• _WHAT THIS TASK INVOLVES_
For the records below, output each line exactly as it appears, from the first through the line with "const ADDRESS_LEN: usize = 4 + BODY_LEN;".

• _EXERCISE INPUTS_
※ ※ ※

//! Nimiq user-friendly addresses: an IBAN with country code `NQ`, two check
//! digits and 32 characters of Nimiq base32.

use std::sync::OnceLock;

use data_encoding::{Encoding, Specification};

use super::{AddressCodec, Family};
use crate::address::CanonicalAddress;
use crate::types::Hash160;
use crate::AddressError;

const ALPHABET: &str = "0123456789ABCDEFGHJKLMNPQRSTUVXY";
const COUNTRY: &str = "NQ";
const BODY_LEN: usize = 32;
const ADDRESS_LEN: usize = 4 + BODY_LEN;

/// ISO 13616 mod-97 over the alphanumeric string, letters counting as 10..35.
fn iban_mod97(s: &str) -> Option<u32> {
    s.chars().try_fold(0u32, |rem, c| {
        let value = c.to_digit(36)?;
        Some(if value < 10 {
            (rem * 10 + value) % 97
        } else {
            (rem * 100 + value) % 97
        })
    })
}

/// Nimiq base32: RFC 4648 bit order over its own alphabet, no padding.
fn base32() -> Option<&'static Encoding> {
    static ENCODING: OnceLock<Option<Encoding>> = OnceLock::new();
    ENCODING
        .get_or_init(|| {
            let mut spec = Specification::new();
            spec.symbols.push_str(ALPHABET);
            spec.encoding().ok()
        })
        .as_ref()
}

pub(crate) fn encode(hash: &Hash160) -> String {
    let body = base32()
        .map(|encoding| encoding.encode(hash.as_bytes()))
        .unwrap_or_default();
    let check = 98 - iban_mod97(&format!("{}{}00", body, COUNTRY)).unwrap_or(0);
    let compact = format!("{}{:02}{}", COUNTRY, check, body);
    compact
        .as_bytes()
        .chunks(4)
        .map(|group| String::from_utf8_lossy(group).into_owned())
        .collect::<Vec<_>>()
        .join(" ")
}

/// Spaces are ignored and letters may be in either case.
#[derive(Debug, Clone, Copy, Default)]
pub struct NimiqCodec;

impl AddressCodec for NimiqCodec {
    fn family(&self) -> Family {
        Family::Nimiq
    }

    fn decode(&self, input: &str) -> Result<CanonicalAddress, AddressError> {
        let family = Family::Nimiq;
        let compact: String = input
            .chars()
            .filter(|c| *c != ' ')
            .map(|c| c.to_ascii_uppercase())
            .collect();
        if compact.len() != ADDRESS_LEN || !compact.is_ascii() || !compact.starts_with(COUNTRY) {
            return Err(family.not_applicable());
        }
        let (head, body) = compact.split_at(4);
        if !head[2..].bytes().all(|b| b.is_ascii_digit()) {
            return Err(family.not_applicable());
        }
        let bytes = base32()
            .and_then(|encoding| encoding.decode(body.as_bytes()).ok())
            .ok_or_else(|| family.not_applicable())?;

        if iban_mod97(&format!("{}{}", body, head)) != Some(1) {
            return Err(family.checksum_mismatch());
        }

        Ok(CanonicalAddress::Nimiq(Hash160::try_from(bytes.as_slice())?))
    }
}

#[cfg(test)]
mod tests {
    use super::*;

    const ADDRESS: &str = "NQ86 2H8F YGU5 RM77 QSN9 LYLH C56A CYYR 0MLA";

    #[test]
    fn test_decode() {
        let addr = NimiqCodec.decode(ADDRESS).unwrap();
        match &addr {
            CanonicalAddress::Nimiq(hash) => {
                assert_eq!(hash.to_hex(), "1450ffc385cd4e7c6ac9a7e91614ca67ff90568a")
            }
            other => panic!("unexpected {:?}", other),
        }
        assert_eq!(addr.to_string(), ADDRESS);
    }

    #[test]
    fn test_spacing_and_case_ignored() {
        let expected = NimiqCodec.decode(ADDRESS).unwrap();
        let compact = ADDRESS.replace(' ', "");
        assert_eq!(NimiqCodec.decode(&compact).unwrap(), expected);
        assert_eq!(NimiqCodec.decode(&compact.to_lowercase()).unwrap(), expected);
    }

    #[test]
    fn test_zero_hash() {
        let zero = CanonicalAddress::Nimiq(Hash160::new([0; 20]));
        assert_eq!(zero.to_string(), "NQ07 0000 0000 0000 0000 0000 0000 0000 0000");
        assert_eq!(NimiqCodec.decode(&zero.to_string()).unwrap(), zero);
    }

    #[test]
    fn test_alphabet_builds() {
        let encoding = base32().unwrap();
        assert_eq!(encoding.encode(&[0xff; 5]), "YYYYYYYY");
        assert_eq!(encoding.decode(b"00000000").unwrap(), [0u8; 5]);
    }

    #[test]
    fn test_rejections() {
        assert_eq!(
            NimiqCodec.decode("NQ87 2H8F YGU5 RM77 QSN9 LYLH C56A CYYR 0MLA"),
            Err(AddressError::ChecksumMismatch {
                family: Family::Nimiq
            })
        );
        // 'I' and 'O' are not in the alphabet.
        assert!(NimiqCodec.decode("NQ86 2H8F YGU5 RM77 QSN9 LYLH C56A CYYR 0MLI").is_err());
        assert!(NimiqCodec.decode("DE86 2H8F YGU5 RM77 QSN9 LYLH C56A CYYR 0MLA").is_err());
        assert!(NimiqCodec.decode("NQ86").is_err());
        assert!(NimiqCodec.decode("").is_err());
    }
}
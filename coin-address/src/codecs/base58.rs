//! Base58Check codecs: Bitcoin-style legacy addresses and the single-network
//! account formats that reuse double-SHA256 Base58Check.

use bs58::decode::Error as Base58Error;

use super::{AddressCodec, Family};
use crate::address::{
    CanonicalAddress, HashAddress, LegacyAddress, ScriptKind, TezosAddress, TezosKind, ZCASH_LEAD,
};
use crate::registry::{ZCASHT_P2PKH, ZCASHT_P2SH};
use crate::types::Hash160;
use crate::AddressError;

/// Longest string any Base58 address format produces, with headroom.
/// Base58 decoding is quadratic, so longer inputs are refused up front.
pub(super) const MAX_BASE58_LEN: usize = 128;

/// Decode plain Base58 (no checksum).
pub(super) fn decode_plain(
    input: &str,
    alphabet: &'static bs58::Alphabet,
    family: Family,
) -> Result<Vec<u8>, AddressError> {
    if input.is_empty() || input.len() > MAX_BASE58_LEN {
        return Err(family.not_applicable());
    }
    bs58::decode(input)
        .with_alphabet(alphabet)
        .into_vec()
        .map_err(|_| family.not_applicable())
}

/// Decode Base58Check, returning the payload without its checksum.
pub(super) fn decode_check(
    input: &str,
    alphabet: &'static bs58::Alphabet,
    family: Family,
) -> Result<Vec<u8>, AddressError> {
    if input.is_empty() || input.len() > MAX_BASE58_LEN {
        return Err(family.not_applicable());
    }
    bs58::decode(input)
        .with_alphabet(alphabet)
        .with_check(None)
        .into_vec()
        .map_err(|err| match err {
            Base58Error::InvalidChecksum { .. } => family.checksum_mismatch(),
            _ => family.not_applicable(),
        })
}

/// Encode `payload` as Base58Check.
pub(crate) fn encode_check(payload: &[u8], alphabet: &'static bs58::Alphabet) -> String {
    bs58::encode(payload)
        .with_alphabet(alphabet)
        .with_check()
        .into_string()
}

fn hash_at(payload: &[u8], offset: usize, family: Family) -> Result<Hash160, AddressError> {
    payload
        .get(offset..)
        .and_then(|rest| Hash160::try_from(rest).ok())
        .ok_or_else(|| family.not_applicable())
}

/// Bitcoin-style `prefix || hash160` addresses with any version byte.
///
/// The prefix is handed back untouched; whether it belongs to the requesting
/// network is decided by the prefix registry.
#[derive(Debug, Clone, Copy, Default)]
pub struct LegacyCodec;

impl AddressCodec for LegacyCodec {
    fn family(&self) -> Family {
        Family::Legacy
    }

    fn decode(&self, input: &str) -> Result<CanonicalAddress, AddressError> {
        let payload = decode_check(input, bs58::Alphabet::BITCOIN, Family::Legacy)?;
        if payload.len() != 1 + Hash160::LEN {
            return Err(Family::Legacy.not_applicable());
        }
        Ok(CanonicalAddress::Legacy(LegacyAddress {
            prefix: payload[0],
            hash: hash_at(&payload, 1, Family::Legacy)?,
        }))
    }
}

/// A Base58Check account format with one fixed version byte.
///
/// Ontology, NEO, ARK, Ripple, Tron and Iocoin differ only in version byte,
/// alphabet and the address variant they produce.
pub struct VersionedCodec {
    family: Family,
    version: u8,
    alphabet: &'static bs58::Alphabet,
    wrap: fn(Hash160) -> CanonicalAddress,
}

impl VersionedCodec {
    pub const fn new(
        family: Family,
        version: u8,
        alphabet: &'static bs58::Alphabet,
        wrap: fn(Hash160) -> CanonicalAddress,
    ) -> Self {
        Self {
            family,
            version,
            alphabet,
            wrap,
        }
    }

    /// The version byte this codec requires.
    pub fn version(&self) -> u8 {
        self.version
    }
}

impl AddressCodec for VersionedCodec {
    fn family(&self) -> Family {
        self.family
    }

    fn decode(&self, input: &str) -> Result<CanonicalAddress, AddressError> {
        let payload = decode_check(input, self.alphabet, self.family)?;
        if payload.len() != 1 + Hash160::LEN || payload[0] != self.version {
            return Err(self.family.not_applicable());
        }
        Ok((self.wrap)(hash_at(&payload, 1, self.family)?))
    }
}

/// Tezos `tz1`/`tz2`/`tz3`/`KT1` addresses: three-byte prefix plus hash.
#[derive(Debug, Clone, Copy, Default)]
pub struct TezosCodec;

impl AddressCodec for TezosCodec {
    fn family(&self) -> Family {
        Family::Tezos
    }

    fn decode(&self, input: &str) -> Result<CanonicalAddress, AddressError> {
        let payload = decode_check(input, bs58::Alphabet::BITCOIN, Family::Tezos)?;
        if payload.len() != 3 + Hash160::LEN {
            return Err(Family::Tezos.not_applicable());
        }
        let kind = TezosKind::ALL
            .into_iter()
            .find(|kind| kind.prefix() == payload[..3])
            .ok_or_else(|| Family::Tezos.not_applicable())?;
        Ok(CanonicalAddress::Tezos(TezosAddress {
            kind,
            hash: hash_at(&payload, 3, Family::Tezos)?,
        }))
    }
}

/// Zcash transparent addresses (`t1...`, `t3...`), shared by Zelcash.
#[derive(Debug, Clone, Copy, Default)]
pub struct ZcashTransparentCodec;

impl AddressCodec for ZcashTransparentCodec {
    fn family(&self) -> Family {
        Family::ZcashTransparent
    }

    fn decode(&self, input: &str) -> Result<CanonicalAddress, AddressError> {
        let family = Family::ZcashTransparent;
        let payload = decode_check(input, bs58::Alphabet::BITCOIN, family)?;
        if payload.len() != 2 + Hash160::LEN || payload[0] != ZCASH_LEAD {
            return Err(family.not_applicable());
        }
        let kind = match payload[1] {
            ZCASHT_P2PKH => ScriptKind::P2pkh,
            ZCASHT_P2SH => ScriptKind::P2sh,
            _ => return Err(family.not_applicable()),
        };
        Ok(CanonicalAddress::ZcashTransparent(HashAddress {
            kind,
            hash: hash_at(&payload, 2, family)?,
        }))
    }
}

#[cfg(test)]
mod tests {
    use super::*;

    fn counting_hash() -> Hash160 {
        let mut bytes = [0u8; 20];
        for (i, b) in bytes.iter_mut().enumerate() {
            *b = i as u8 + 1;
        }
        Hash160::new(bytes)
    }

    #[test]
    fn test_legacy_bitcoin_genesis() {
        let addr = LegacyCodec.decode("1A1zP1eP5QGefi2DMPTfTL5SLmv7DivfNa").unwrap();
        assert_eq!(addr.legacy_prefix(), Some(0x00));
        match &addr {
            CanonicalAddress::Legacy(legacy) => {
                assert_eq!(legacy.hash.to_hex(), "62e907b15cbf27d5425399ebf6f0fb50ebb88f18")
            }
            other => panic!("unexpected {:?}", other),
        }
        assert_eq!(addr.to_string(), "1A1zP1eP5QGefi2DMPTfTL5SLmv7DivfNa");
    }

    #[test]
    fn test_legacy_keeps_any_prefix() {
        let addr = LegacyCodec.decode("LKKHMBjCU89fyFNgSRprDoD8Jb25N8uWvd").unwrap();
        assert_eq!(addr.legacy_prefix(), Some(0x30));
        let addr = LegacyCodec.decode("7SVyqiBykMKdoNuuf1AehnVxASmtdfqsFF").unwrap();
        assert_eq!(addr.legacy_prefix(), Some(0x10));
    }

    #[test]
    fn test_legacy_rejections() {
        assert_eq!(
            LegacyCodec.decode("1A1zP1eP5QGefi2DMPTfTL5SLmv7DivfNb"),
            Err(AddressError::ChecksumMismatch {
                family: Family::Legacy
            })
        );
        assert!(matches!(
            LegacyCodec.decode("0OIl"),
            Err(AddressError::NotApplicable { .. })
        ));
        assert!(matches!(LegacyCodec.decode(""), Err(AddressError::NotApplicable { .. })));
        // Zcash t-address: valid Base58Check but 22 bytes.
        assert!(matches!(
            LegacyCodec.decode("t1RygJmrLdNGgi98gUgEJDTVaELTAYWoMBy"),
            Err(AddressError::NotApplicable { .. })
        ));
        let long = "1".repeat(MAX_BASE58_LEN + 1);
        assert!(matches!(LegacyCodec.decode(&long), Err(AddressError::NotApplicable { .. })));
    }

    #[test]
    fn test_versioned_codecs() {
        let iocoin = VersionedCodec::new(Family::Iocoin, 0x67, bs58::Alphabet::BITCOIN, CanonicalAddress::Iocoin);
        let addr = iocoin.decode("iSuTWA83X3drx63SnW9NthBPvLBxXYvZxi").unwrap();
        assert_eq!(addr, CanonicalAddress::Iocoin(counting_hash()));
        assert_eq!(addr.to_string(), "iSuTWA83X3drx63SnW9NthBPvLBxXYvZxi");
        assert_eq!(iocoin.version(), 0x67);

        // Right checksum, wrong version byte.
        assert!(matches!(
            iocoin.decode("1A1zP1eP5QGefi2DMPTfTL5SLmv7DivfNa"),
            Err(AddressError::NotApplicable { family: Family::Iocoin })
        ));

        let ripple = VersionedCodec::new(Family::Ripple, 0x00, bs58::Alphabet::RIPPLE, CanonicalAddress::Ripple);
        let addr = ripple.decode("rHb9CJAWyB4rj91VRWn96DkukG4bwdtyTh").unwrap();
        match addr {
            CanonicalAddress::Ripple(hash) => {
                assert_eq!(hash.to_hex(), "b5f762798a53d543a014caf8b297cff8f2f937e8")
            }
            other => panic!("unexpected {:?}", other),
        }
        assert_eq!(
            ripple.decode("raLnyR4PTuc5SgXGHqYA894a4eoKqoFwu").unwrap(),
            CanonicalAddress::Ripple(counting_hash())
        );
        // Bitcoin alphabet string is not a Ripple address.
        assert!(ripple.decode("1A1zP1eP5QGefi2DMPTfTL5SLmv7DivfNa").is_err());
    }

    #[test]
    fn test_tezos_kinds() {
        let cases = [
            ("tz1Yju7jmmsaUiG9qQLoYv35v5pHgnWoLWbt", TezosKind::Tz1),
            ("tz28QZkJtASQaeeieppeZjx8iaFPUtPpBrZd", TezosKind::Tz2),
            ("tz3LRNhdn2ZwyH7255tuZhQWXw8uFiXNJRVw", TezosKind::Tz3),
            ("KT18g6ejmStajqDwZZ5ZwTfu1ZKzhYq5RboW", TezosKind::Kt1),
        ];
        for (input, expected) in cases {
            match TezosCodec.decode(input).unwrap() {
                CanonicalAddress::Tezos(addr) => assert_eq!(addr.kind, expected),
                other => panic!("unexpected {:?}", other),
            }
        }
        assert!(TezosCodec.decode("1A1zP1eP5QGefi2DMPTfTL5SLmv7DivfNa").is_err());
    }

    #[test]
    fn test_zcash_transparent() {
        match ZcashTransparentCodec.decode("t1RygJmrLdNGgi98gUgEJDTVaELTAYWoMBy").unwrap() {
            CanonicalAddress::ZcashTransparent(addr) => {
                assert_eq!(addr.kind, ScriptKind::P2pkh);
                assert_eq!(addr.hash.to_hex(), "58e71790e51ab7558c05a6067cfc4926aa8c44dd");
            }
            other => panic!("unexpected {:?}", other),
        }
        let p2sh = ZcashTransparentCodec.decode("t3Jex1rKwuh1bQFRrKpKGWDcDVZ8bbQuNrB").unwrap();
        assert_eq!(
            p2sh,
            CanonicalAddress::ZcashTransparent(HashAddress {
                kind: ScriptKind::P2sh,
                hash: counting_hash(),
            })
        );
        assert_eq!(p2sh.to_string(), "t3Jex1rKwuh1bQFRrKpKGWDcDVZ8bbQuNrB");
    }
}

※ ※ ※

• _SOLUTION FOR THIS TASK_
//! Nimiq user-friendly addresses: an IBAN with country code `NQ`, two check
//! digits and 32 characters of Nimiq base32.

use std::sync::OnceLock;

use data_encoding::{Encoding, Specification};

use super::{AddressCodec, Family};
use crate::address::CanonicalAddress;
use crate::types::Hash160;
use crate::AddressError;

const ALPHABET: &str = "0123456789ABCDEFGHJKLMNPQRSTUVXY";
const COUNTRY: &str = "NQ";
const BODY_LEN: usize = 32;
const ADDRESS_LEN: usize = 4 + BODY_LEN;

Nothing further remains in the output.